▸ Records to use:

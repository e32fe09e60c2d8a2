use std::path::Path;

use glam::DMat3;

use crate::{
    foundation::core::Vec3,
    foundation::error::{RevealError, RevealResult},
    render::engine::{RenderEngine, RenderSettings},
    render::projection::{RenderKind, RenderObject, RenderableScene},
    scene::material::{BlendMode, Material},
    scene::mesh::MeshPrimitive,
    scene::model::Transform,
};

/// Built-in point-splat rasterizer for previews and offline runs.
///
/// Mesh vertices become small splats, text and image planes become discs at their pivot, all
/// flat-shaded from their material and painted back to front. Lights are ignored.
#[derive(Clone, Debug)]
pub struct PreviewEngine {
    /// Background color (straight RGBA8).
    pub clear_rgba: [u8; 4],
}

impl Default for PreviewEngine {
    fn default() -> Self {
        Self {
            clear_rgba: [18, 20, 28, 255],
        }
    }
}

const PLANE_GRID: u32 = 32;

struct Splat {
    depth: f64,
    x: f64,
    y: f64,
    radius: f64,
    rgba: [f64; 4],
}

/// XYZ Euler rotation matrix (X applied first).
fn rotation(euler: Vec3) -> DMat3 {
    DMat3::from_rotation_z(euler.z) * DMat3::from_rotation_y(euler.y) * DMat3::from_rotation_x(euler.x)
}

fn to_world(t: &Transform, local: Vec3) -> Vec3 {
    t.location + rotation(t.rotation) * (local * t.scale)
}

fn shade(mat: Option<&Material>) -> [f64; 4] {
    let Some(mat) = mat else {
        return [0.8, 0.8, 0.8, 1.0];
    };
    let mix = mat.emission_mix.clamp(0.0, 1.0);
    let glow = mat.emission_strength.max(0.0) / (1.0 + mat.emission_strength.max(0.0));
    let (base, emit) = (mat.base_color, mat.emission_color);
    let c = |b: f64, e: f64| (b * (1.0 - mix) + e * glow * mix * 1.5).clamp(0.0, 1.0);
    let alpha = match mat.blend {
        BlendMode::Opaque => 1.0,
        BlendMode::AlphaBlend => 0.75 * base.a.max(emit.a),
    };
    [c(base.r, emit.r), c(base.g, emit.g), c(base.b, emit.b), alpha]
}

struct Lens {
    origin: Vec3,
    right: Vec3,
    up: Vec3,
    forward: Vec3,
    focal_px: f64,
    cx: f64,
    cy: f64,
}

impl Lens {
    fn new(scene: &RenderableScene, settings: &RenderSettings) -> RevealResult<Self> {
        let cam_obj = scene
            .camera()
            .ok_or_else(|| RevealError::render_engine(scene.frame.0, "scene has no active camera"))?;
        let RenderKind::Camera(cam) = &cam_obj.kind else {
            return Err(RevealError::render_engine(
                scene.frame.0,
                format!("active camera '{}' is not a camera", cam_obj.name),
            ));
        };
        let r = rotation(cam_obj.transform.rotation);
        let w = f64::from(settings.resolution.width);
        Ok(Self {
            origin: cam_obj.transform.location,
            right: r * Vec3::X,
            up: r * Vec3::Y,
            forward: r * Vec3::NEG_Z,
            focal_px: cam.focal_length_mm / cam.sensor_width_mm * w,
            cx: w * 0.5,
            cy: f64::from(settings.resolution.height) * 0.5,
        })
    }

    /// Screen position and depth of a world point, if in front of the camera.
    fn project(&self, p: Vec3) -> Option<(f64, f64, f64)> {
        let d = p - self.origin;
        let depth = d.dot(self.forward);
        if depth <= 0.05 {
            return None;
        }
        let x = self.cx + self.focal_px * d.dot(self.right) / depth;
        let y = self.cy - self.focal_px * d.dot(self.up) / depth;
        Some((x, y, depth))
    }
}

fn splats_for(obj: &RenderObject, scene: &RenderableScene, lens: &Lens, out: &mut Vec<Splat>) {
    let rgba = shade(scene.material_of(obj));
    let mut push = |world: Vec3, size: f64| {
        if let Some((x, y, depth)) = lens.project(world) {
            out.push(Splat {
                depth,
                x,
                y,
                radius: (size * lens.focal_px / depth).max(1.0),
                rgba,
            });
        }
    };

    match &obj.kind {
        RenderKind::Mesh {
            primitive: MeshPrimitive::Plane { size },
            ..
        } => {
            // Planes have too few vertices to read as a surface; splat a grid instead.
            let h = size * 0.5;
            let step = size / f64::from(PLANE_GRID);
            let extent = obj.transform.scale.x.abs().max(obj.transform.scale.y.abs());
            for iy in 0..=PLANE_GRID {
                for ix in 0..=PLANE_GRID {
                    let local = Vec3::new(
                        -h + step * f64::from(ix),
                        -h + step * f64::from(iy),
                        0.0,
                    );
                    push(to_world(&obj.transform, local), step * extent * 0.75);
                }
            }
        }
        RenderKind::Mesh { vertices, .. } => {
            for v in vertices {
                push(to_world(&obj.transform, *v), 0.02);
            }
        }
        RenderKind::Text(text) => push(obj.transform.location, text.size * 0.5),
        RenderKind::ImagePlane(plane) => push(obj.transform.location, plane.size * 0.5),
        RenderKind::Camera(_) | RenderKind::Light(_) => {}
    }
}

fn paint(img: &mut image::RgbaImage, s: &Splat) {
    let (w, h) = (img.width() as i64, img.height() as i64);
    let r2 = s.radius * s.radius;
    let x0 = ((s.x - s.radius).floor() as i64).max(0);
    let x1 = ((s.x + s.radius).ceil() as i64).min(w - 1);
    let y0 = ((s.y - s.radius).floor() as i64).max(0);
    let y1 = ((s.y + s.radius).ceil() as i64).min(h - 1);
    let a = s.rgba[3];

    for py in y0..=y1 {
        for px in x0..=x1 {
            let dx = px as f64 + 0.5 - s.x;
            let dy = py as f64 + 0.5 - s.y;
            if dx * dx + dy * dy > r2 {
                continue;
            }
            let dst = img.get_pixel_mut(px as u32, py as u32);
            for c in 0..3 {
                let under = f64::from(dst.0[c]) / 255.0;
                dst.0[c] = ((s.rgba[c] * a + under * (1.0 - a)) * 255.0).round() as u8;
            }
            dst.0[3] = 255;
        }
    }
}

impl RenderEngine for PreviewEngine {
    fn name(&self) -> &str {
        "preview"
    }

    fn render_frame(
        &mut self,
        scene: &RenderableScene,
        settings: &RenderSettings,
        out_path: &Path,
    ) -> RevealResult<()> {
        let lens = Lens::new(scene, settings)?;
        let mut splats = Vec::new();
        for obj in &scene.objects {
            splats_for(obj, scene, &lens, &mut splats);
        }
        splats.sort_by(|a, b| b.depth.total_cmp(&a.depth));

        let mut img = image::RgbaImage::from_pixel(
            settings.resolution.width,
            settings.resolution.height,
            image::Rgba(self.clear_rgba),
        );
        for s in &splats {
            paint(&mut img, s);
        }

        img.save_with_format(out_path, image::ImageFormat::Png)
            .map_err(|e| {
                RevealError::render_engine(
                    scene.frame.0,
                    format!("failed to write '{}': {e}", out_path.display()),
                )
            })
    }
}

#[cfg(test)]
#[path = "../../tests/unit/render/preview.rs"]
mod tests;
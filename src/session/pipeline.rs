use std::path::PathBuf;
use std::time::{Duration, Instant};

use crate::{
    encode::ffmpeg::encode_sequence,
    foundation::core::FrameIndex,
    foundation::error::{RevealError, RevealResult},
    render::engine::RenderEngine,
    render::sampler::{render_frame_to, render_range},
    scene::logo_reveal::build_logo_reveal,
    sequence::extend::extend,
    session::config::PipelineConfig,
};

/// What happened in the encode stage.
#[derive(Clone, Debug, PartialEq, Eq)]
pub enum EncodeOutcome {
    /// Video written to `path`.
    Encoded {
        /// Encoded video.
        path: PathBuf,
    },
    /// Encoder failed; the complete frame sequence is still in `frame_dir`.
    Failed {
        /// Directory with the frames, for manual recovery.
        frame_dir: PathBuf,
        /// Encoder failure description.
        message: String,
    },
    /// Encoding disabled in config.
    Skipped,
}

/// Summary of a finished run.
#[derive(Clone, Debug, PartialEq, Eq)]
pub struct PipelineReport {
    /// Frames produced by the engine.
    pub frames_rendered: u64,
    /// Frames in the finished sequence, including replicated ones.
    pub frames_total: u64,
    /// Directory with the frame sequence.
    pub frame_dir: PathBuf,
    /// Encode stage result.
    pub encode: EncodeOutcome,
    /// Wall time of the whole run.
    pub elapsed: Duration,
}

/// One configured logo-reveal job.
///
/// A run checks assets, builds the scene, renders the range, pads to the full length, verifies
/// the sequence and encodes it. Render and extension failures abort the run. Encode failures do
/// not: they are reported in [`PipelineReport::encode`].
#[derive(Clone, Debug)]
pub struct Pipeline {
    cfg: PipelineConfig,
}

impl Pipeline {
    /// Validate `cfg` and wrap it.
    pub fn new(cfg: PipelineConfig) -> RevealResult<Self> {
        cfg.validate()?;
        Ok(Self { cfg })
    }

    /// Configuration this pipeline runs with.
    pub fn config(&self) -> &PipelineConfig {
        &self.cfg
    }

    /// Fail with [`RevealError::MissingAsset`] if a required input is absent.
    pub fn check_assets(&self) -> RevealResult<()> {
        if !self.cfg.logo_path.is_file() {
            return Err(RevealError::missing_asset(&self.cfg.logo_path));
        }
        Ok(())
    }

    /// Run the whole job with `engine`.
    #[tracing::instrument(skip_all, fields(engine = engine.name(), out = %self.cfg.output_dir.display()))]
    pub fn run(&self, engine: &mut dyn RenderEngine) -> RevealResult<PipelineReport> {
        let started = Instant::now();
        self.check_assets()?;

        let range = self.cfg.render_range()?;
        let clip = self.cfg.clip_spec()?;
        let layout = self.cfg.frame_layout();
        layout.ensure_dir()?;
        layout.prune_beyond(clip.target_total_frames)?;

        let (scene, tracks) = build_logo_reveal(&self.cfg.logo_path)?;
        tracing::info!(
            objects = scene.objects().len(),
            tracks = tracks.len(),
            "scene built"
        );

        let stats = render_range(&scene, &tracks, range, engine, &self.cfg.render, &layout)?;
        tracing::info!(
            frames = stats.frames_rendered,
            elapsed_ms = stats.elapsed.as_millis() as u64,
            "render finished"
        );

        let padded = extend(&layout, range.end, clip.target_total_frames)?;
        layout.verify_contiguous(clip.target_total_frames)?;
        tracing::info!(padded, total = clip.target_total_frames, "sequence complete");

        let encode = if self.cfg.encode.enabled {
            match encode_sequence(
                &layout,
                clip.target_total_frames,
                clip.fps,
                &self.cfg.video_path(),
                &self.cfg.encode.encoder,
            ) {
                Ok(report) => EncodeOutcome::Encoded {
                    path: report.out_path,
                },
                Err(RevealError::Encode { frame_dir, message }) => {
                    tracing::warn!(
                        frame_dir = %frame_dir.display(),
                        error = %message,
                        "encoding failed; frames kept for manual recovery"
                    );
                    EncodeOutcome::Failed { frame_dir, message }
                }
                Err(e) => return Err(e),
            }
        } else {
            tracing::info!("encoding disabled");
            EncodeOutcome::Skipped
        };

        Ok(PipelineReport {
            frames_rendered: stats.frames_rendered,
            frames_total: clip.target_total_frames,
            frame_dir: layout.dir().to_path_buf(),
            encode,
            elapsed: started.elapsed(),
        })
    }

    /// Render a single frame into the output directory, for previews.
    ///
    /// Returns the path of the written image.
    #[tracing::instrument(skip(self, engine), fields(engine = engine.name()))]
    pub fn render_single(
        &self,
        frame: FrameIndex,
        engine: &mut dyn RenderEngine,
    ) -> RevealResult<PathBuf> {
        self.check_assets()?;
        if frame.0 == 0 || frame.0 > self.cfg.total_frames {
            return Err(RevealError::validation(format!(
                "frame {frame} is outside 1..={}",
                self.cfg.total_frames
            )));
        }
        let layout = self.cfg.frame_layout();
        layout.ensure_dir()?;
        let (scene, tracks) = build_logo_reveal(&self.cfg.logo_path)?;
        render_frame_to(&scene, &tracks, frame, engine, &self.cfg.render, &layout)?;
        Ok(layout.path_for(frame))
    }
}

#[cfg(test)]
#[path = "../../tests/unit/session/pipeline.rs"]
mod tests;
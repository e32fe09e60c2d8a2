use super::*;
use crate::animation::value::Value;
use crate::foundation::core::FrameIndex;

fn build() -> (SceneModel, TrackStore) {
    build_logo_reveal(Path::new("logo.jpg")).unwrap()
}

#[test]
fn cast_is_complete() {
    let (scene, tracks) = build();
    for name in [ROAD, CAMERA, HEAD, TITLE, HOLOGRAM, "Sun", "RimLight", "FillLight"] {
        assert!(scene.object_by_name(name).is_some(), "missing {name}");
    }
    assert_eq!(scene.objects().len(), 8);
    assert_eq!(scene.materials().len(), 4);
    assert_eq!(tracks.len(), 5);
    assert_eq!(tracks.last_keyed_frame(), Some(FrameIndex(70)));

    let cam = scene.object_by_name(CAMERA).unwrap();
    assert_eq!(scene.active_camera(), Some(cam.id));
}

#[test]
fn camera_swings_round_to_the_head() {
    let (scene, tracks) = build();
    let cam = Target::Object(scene.object_by_name(CAMERA).unwrap().id);

    let at = |f: u64, p: &ParamPath| {
        tracks
            .evaluate(&scene, cam, p, FrameIndex(f))
            .unwrap()
            .as_vec3()
            .unwrap()
    };
    assert_eq!(at(1, &ParamPath::Location), Vec3::new(0.0, -10.0, 1.5));
    assert_eq!(at(30, &ParamPath::Location), Vec3::new(0.0, 0.0, 1.5));
    assert_eq!(at(45, &ParamPath::Location), Vec3::new(3.5, 0.0, 1.5));
    assert_eq!(at(70, &ParamPath::Location), Vec3::new(7.0, 0.0, 1.5));
    assert!((at(60, &ParamPath::Rotation).z - deg(-90.0)).abs() < 1e-12);
}

#[test]
fn smirk_and_hologram_pulse_timing() {
    let (scene, tracks) = build();
    let head = Target::Object(scene.object_by_name(HEAD).unwrap().id);
    let smirk = ParamPath::ShapeWeight(SMIRK.to_string());
    let w = |f: u64| tracks.evaluate(&scene, head, &smirk, FrameIndex(f)).unwrap();
    assert_eq!(w(1), Value::Scalar(0.0));
    assert_eq!(w(60), Value::Scalar(0.0));
    assert_eq!(w(65), Value::Scalar(1.0));
    assert_eq!(w(70), Value::Scalar(1.0));

    let holo = scene.object_by_name(HOLOGRAM).unwrap();
    let mat = Target::Material(holo.material.unwrap());
    let s = |f: u64| {
        tracks
            .evaluate(&scene, mat, &ParamPath::EmissionStrength, FrameIndex(f))
            .unwrap()
    };
    assert_eq!(s(10), Value::Scalar(3.0));
    assert_eq!(s(65), Value::Scalar(5.0));
    assert_eq!(s(70), Value::Scalar(3.0));
}

#[test]
fn hologram_uses_the_logo_texture() {
    let (scene, _) = build();
    let holo = scene.object_by_name(HOLOGRAM).unwrap();
    let mat = scene.material(holo.material.unwrap()).unwrap();
    assert_eq!(mat.blend, BlendMode::AlphaBlend);
    assert_eq!(mat.texture.as_deref(), Some(Path::new("logo.jpg")));
}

▸ Problem details: Write out exactly the lines from the beginning of the material above through the line with "color (straight RGBA8).", including both and omitting all others.

▸ Final answer:
repository e32fe09e60c2d8a2
use std::path::Path;

use glam::DMat3;

use crate::{
    foundation::core::Vec3,
    foundation::error::{RevealError, RevealResult},
    render::engine::{RenderEngine, RenderSettings},
    render::projection::{RenderKind, RenderObject, RenderableScene},
    scene::material::{BlendMode, Material},
    scene::mesh::MeshPrimitive,
    scene::model::Transform,
};

/// Built-in point-splat rasterizer for previews and offline runs.
///
/// Mesh vertices become small splats, text and image planes become discs at their pivot, all
/// flat-shaded from their material and painted back to front. Lights are ignored.
#[derive(Clone, Debug)]
pub struct PreviewEngine {
    /// Background color (straight RGBA8).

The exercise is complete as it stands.